-- DATA follows --
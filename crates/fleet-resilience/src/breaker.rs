//! Circuit breaker state machine.

use std::future::Future;
use std::sync::{Arc, Mutex};
use std::time::{Duration, Instant};

use thiserror::Error;
use tracing::{debug, warn};

/// State of a circuit breaker.
#[derive(Debug, Clone, Copy, PartialEq, Eq)]
pub enum CircuitState {
    /// Operations run normally; consecutive failures are counted.
    Closed,
    /// Operations are rejected until the open timeout elapses.
    Open,
    /// A limited number of probe operations are let through.
    HalfOpen,
}

impl std::fmt::Display for CircuitState {
    fn fmt(&self, f: &mut std::fmt::Formatter<'_>) -> std::fmt::Result {
        match self {
            CircuitState::Closed => write!(f, "closed"),
            CircuitState::Open => write!(f, "open"),
            CircuitState::HalfOpen => write!(f, "half-open"),
        }
    }
}

/// Error returned by [`CircuitBreaker::execute`].
#[derive(Debug, Error, PartialEq)]
pub enum BreakerError<E> {
    /// The breaker rejected the operation without running it.
    #[error("circuit breaker is open")]
    Open,
    /// The operation ran and failed.
    #[error("{0}")]
    Inner(E),
}

/// Configuration for a [`CircuitBreaker`].
#[derive(Debug, Clone)]
pub struct BreakerConfig {
    /// Name used in logs and state-change notifications.
    pub name: String,
    /// Consecutive failures in `Closed` before tripping to `Open`.
    pub max_failures: u32,
    /// How long `Open` lasts before admitting a half-open probe.
    pub timeout: Duration,
    /// Consecutive successes in `HalfOpen` before returning to `Closed`.
    pub half_open_max: u32,
}

impl Default for BreakerConfig {
    fn default() -> Self {
        Self {
            name: "breaker".to_string(),
            max_failures: 5,
            timeout: Duration::from_secs(30),
            half_open_max: 3,
        }
    }
}

/// Point-in-time view of breaker internals.
#[derive(Debug, Clone, Copy)]
pub struct BreakerStats {
    pub state: CircuitState,
    pub failures: u32,
    pub last_failure: Option<Instant>,
}

/// Listener notified of every state transition.
///
/// Arguments are (breaker name, from, to). Dispatch happens on a fresh
/// task, never under the breaker's lock, so a listener cannot re-enter or
/// deadlock the breaker. Attaching a listener therefore requires a Tokio
/// runtime at transition time.
pub type StateListener = Arc<dyn Fn(&str, CircuitState, CircuitState) + Send + Sync>;

struct Inner {
    state: CircuitState,
    failures: u32,
    successes: u32,
    last_failure: Option<Instant>,
}

/// A three-state circuit breaker guarding a fallible operation.
pub struct CircuitBreaker {
    name: String,
    max_failures: u32,
    timeout: Duration,
    half_open_max: u32,
    inner: Mutex<Inner>,
    listener: Option<StateListener>,
}

impl CircuitBreaker {
    pub fn new(config: BreakerConfig) -> Self {
        Self {
            name: config.name,
            max_failures: config.max_failures,
            timeout: config.timeout,
            half_open_max: config.half_open_max,
            inner: Mutex::new(Inner {
                state: CircuitState::Closed,
                failures: 0,
                successes: 0,
                last_failure: None,
            }),
            listener: None,
        }
    }

    /// Attach a state-change listener.
    pub fn with_listener(mut self, listener: StateListener) -> Self {
        self.listener = Some(listener);
        self
    }

    /// Run the protected operation through the breaker.
    ///
    /// The breaker's lock is held only across admission and outcome
    /// recording, never across the operation itself.
    pub async fn execute<T, E, F, Fut>(&self, op: F) -> Result<T, BreakerError<E>>
    where
        F: FnOnce() -> Fut,
        Fut: Future<Output = Result<T, E>>,
    {
        if !self.try_acquire() {
            return Err(BreakerError::Open);
        }

        match op().await {
            Ok(value) => {
                self.record_success();
                Ok(value)
            }
            Err(e) => {
                self.record_failure();
                Err(BreakerError::Inner(e))
            }
        }
    }

    /// Admission check. `Open` flips to `HalfOpen` once the timeout elapsed.
    pub fn try_acquire(&self) -> bool {
        let transition;
        let admitted;
        {
            let mut inner = self.inner.lock().unwrap();
            match inner.state {
                CircuitState::Closed | CircuitState::HalfOpen => {
                    transition = None;
                    admitted = true;
                }
                CircuitState::Open => {
                    let expired = inner
                        .last_failure
                        .is_some_and(|at| at.elapsed() >= self.timeout);
                    if expired {
                        transition = Some(self.transition(&mut inner, CircuitState::HalfOpen));
                        admitted = true;
                    } else {
                        transition = None;
                        admitted = false;
                    }
                }
            }
        }
        self.notify(transition);
        admitted
    }

    /// Record a successful operation.
    pub fn record_success(&self) {
        let transition;
        {
            let mut inner = self.inner.lock().unwrap();
            transition = match inner.state {
                CircuitState::Closed => {
                    inner.failures = 0;
                    None
                }
                CircuitState::HalfOpen => {
                    inner.successes += 1;
                    if inner.successes >= self.half_open_max {
                        Some(self.transition(&mut inner, CircuitState::Closed))
                    } else {
                        None
                    }
                }
                CircuitState::Open => None,
            };
        }
        self.notify(transition);
    }

    /// Record a failed operation.
    pub fn record_failure(&self) {
        let transition;
        {
            let mut inner = self.inner.lock().unwrap();
            inner.last_failure = Some(Instant::now());
            transition = match inner.state {
                CircuitState::Closed => {
                    inner.failures += 1;
                    if inner.failures >= self.max_failures {
                        Some(self.transition(&mut inner, CircuitState::Open))
                    } else {
                        None
                    }
                }
                CircuitState::HalfOpen => Some(self.transition(&mut inner, CircuitState::Open)),
                CircuitState::Open => None,
            };
        }
        self.notify(transition);
    }

    /// Current state without side effects.
    pub fn state(&self) -> CircuitState {
        self.inner.lock().unwrap().state
    }

    /// Force the breaker back to `Closed` with cleared counters.
    pub fn reset(&self) {
        let mut inner = self.inner.lock().unwrap();
        inner.state = CircuitState::Closed;
        inner.failures = 0;
        inner.successes = 0;
    }

    /// Snapshot of state, failure count, and last failure time.
    pub fn stats(&self) -> BreakerStats {
        let inner = self.inner.lock().unwrap();
        BreakerStats {
            state: inner.state,
            failures: inner.failures,
            last_failure: inner.last_failure,
        }
    }

    /// Apply a state transition while holding the lock; counters reset on
    /// every transition. Returns (from, to) for post-lock notification.
    fn transition(&self, inner: &mut Inner, to: CircuitState) -> (CircuitState, CircuitState) {
        let from = inner.state;
        inner.state = to;
        inner.failures = 0;
        inner.successes = 0;
        (from, to)
    }

    fn notify(&self, transition: Option<(CircuitState, CircuitState)>) {
        if let Some((from, to)) = transition {
            if to == CircuitState::Open {
                warn!(name = %self.name, %from, %to, "circuit breaker opened");
            } else {
                debug!(name = %self.name, %from, %to, "circuit breaker state changed");
            }
            if let Some(ref listener) = self.listener {
                let listener = Arc::clone(listener);
                let name = self.name.clone();
                tokio::spawn(async move {
                    listener(&name, from, to);
                });
            }
        }
    }
}

#[cfg(test)]
mod tests {
    use super::*;
    use std::sync::Arc;
    use std::sync::atomic::{AtomicU32, Ordering};

    fn breaker(max_failures: u32, timeout: Duration) -> CircuitBreaker {
        CircuitBreaker::new(BreakerConfig {
            name: "test".to_string(),
            max_failures,
            timeout,
            half_open_max: 3,
        })
    }

    async fn fail(cb: &CircuitBreaker) -> Result<(), BreakerError<&'static str>> {
        cb.execute(|| async { Err::<(), _>("boom") }).await.map(|_| ())
    }

    async fn succeed(cb: &CircuitBreaker) -> Result<(), BreakerError<&'static str>> {
        cb.execute(|| async { Ok::<_, &'static str>(()) }).await
    }

    #[tokio::test]
    async fn starts_closed_and_allows() {
        let cb = breaker(3, Duration::from_secs(30));
        assert_eq!(cb.state(), CircuitState::Closed);
        assert!(succeed(&cb).await.is_ok());
    }

    #[tokio::test]
    async fn opens_after_max_failures() {
        let cb = breaker(3, Duration::from_secs(30));

        for _ in 0..2 {
            assert_eq!(fail(&cb).await, Err(BreakerError::Inner("boom")));
            assert_eq!(cb.state(), CircuitState::Closed);
        }
        assert_eq!(fail(&cb).await, Err(BreakerError::Inner("boom")));
        assert_eq!(cb.state(), CircuitState::Open);
    }

    #[tokio::test]
    async fn rejects_while_open() {
        let cb = breaker(1, Duration::from_secs(30));
        let _ = fail(&cb).await;
        assert_eq!(cb.state(), CircuitState::Open);

        // Operation never runs; the error is Open, not Inner.
        assert_eq!(succeed(&cb).await, Err(BreakerError::Open));
    }

    #[tokio::test]
    async fn half_opens_after_timeout() {
        let cb = breaker(1, Duration::from_millis(20));
        let _ = fail(&cb).await;
        assert_eq!(cb.state(), CircuitState::Open);

        tokio::time::sleep(Duration::from_millis(30)).await;

        // First admission after the timeout goes through as a probe.
        assert!(succeed(&cb).await.is_ok());
        assert_eq!(cb.state(), CircuitState::HalfOpen);
    }

    #[tokio::test]
    async fn closes_after_half_open_successes() {
        let cb = breaker(1, Duration::from_millis(20));
        let _ = fail(&cb).await;
        tokio::time::sleep(Duration::from_millis(30)).await;

        for _ in 0..3 {
            assert!(succeed(&cb).await.is_ok());
        }
        assert_eq!(cb.state(), CircuitState::Closed);
        assert_eq!(cb.stats().failures, 0);
    }

    #[tokio::test]
    async fn half_open_failure_reopens() {
        let cb = breaker(1, Duration::from_millis(20));
        let _ = fail(&cb).await;
        tokio::time::sleep(Duration::from_millis(30)).await;

        assert!(succeed(&cb).await.is_ok());
        assert_eq!(cb.state(), CircuitState::HalfOpen);

        let _ = fail(&cb).await;
        assert_eq!(cb.state(), CircuitState::Open);
        assert_eq!(succeed(&cb).await, Err(BreakerError::Open));
    }

    #[tokio::test]
    async fn success_resets_failure_count_in_closed() {
        let cb = breaker(3, Duration::from_secs(30));

        let _ = fail(&cb).await;
        let _ = fail(&cb).await;
        assert_eq!(cb.stats().failures, 2);

        let _ = succeed(&cb).await;
        assert_eq!(cb.stats().failures, 0);

        // Two more failures are not enough to open anymore.
        let _ = fail(&cb).await;
        let _ = fail(&cb).await;
        assert_eq!(cb.state(), CircuitState::Closed);
    }

    #[tokio::test]
    async fn reset_closes_and_clears() {
        let cb = breaker(1, Duration::from_secs(30));
        let _ = fail(&cb).await;
        assert_eq!(cb.state(), CircuitState::Open);

        cb.reset();
        assert_eq!(cb.state(), CircuitState::Closed);
        assert!(succeed(&cb).await.is_ok());
    }

    /// Listener dispatch runs on a spawned task; poll until it lands.
    async fn wait_for_count(counter: &AtomicU32, expected: u32) {
        for _ in 0..100 {
            if counter.load(Ordering::SeqCst) == expected {
                return;
            }
            tokio::time::sleep(Duration::from_millis(2)).await;
        }
        panic!(
            "listener count never reached {expected}, got {}",
            counter.load(Ordering::SeqCst)
        );
    }

    #[tokio::test]
    async fn listener_fires_on_transitions() {
        let transitions = Arc::new(AtomicU32::new(0));
        let counter = Arc::clone(&transitions);
        let cb = CircuitBreaker::new(BreakerConfig {
            name: "listener".to_string(),
            max_failures: 1,
            timeout: Duration::from_millis(20),
            half_open_max: 1,
        })
        .with_listener(Arc::new(move |_, _, to| {
            if to == CircuitState::Open {
                counter.fetch_add(1, Ordering::SeqCst);
            }
        }));

        let _ = fail(&cb).await;
        wait_for_count(&transitions, 1).await;

        // Recover, then trip again.
        tokio::time::sleep(Duration::from_millis(30)).await;
        let _ = succeed(&cb).await;
        assert_eq!(cb.state(), CircuitState::Closed);
        let _ = fail(&cb).await;
        wait_for_count(&transitions, 2).await;
    }

    #[tokio::test]
    async fn successful_result_passes_through() {
        let cb = breaker(3, Duration::from_secs(30));
        let value = cb
            .execute(|| async { Ok::<_, &'static str>(42) })
            .await
            .unwrap();
        assert_eq!(value, 42);
    }
}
-- DATA concluded --
- WHAT THIS TASK INVOLVES
Only lines of the data holding the word "CircuitBreaker" go in the answer. Please copy each of them.

- WRITTEN RESPONSE
/// Error returned by [`CircuitBreaker::execute`].
/// Configuration for a [`CircuitBreaker`].
pub struct CircuitBreaker {
impl CircuitBreaker {
    fn breaker(max_failures: u32, timeout: Duration) -> CircuitBreaker {
        CircuitBreaker::new(BreakerConfig {
    async fn fail(cb: &CircuitBreaker) -> Result<(), BreakerError<&'static str>> {
    async fn succeed(cb: &CircuitBreaker) -> Result<(), BreakerError<&'static str>> {
        let cb = CircuitBreaker::new(BreakerConfig {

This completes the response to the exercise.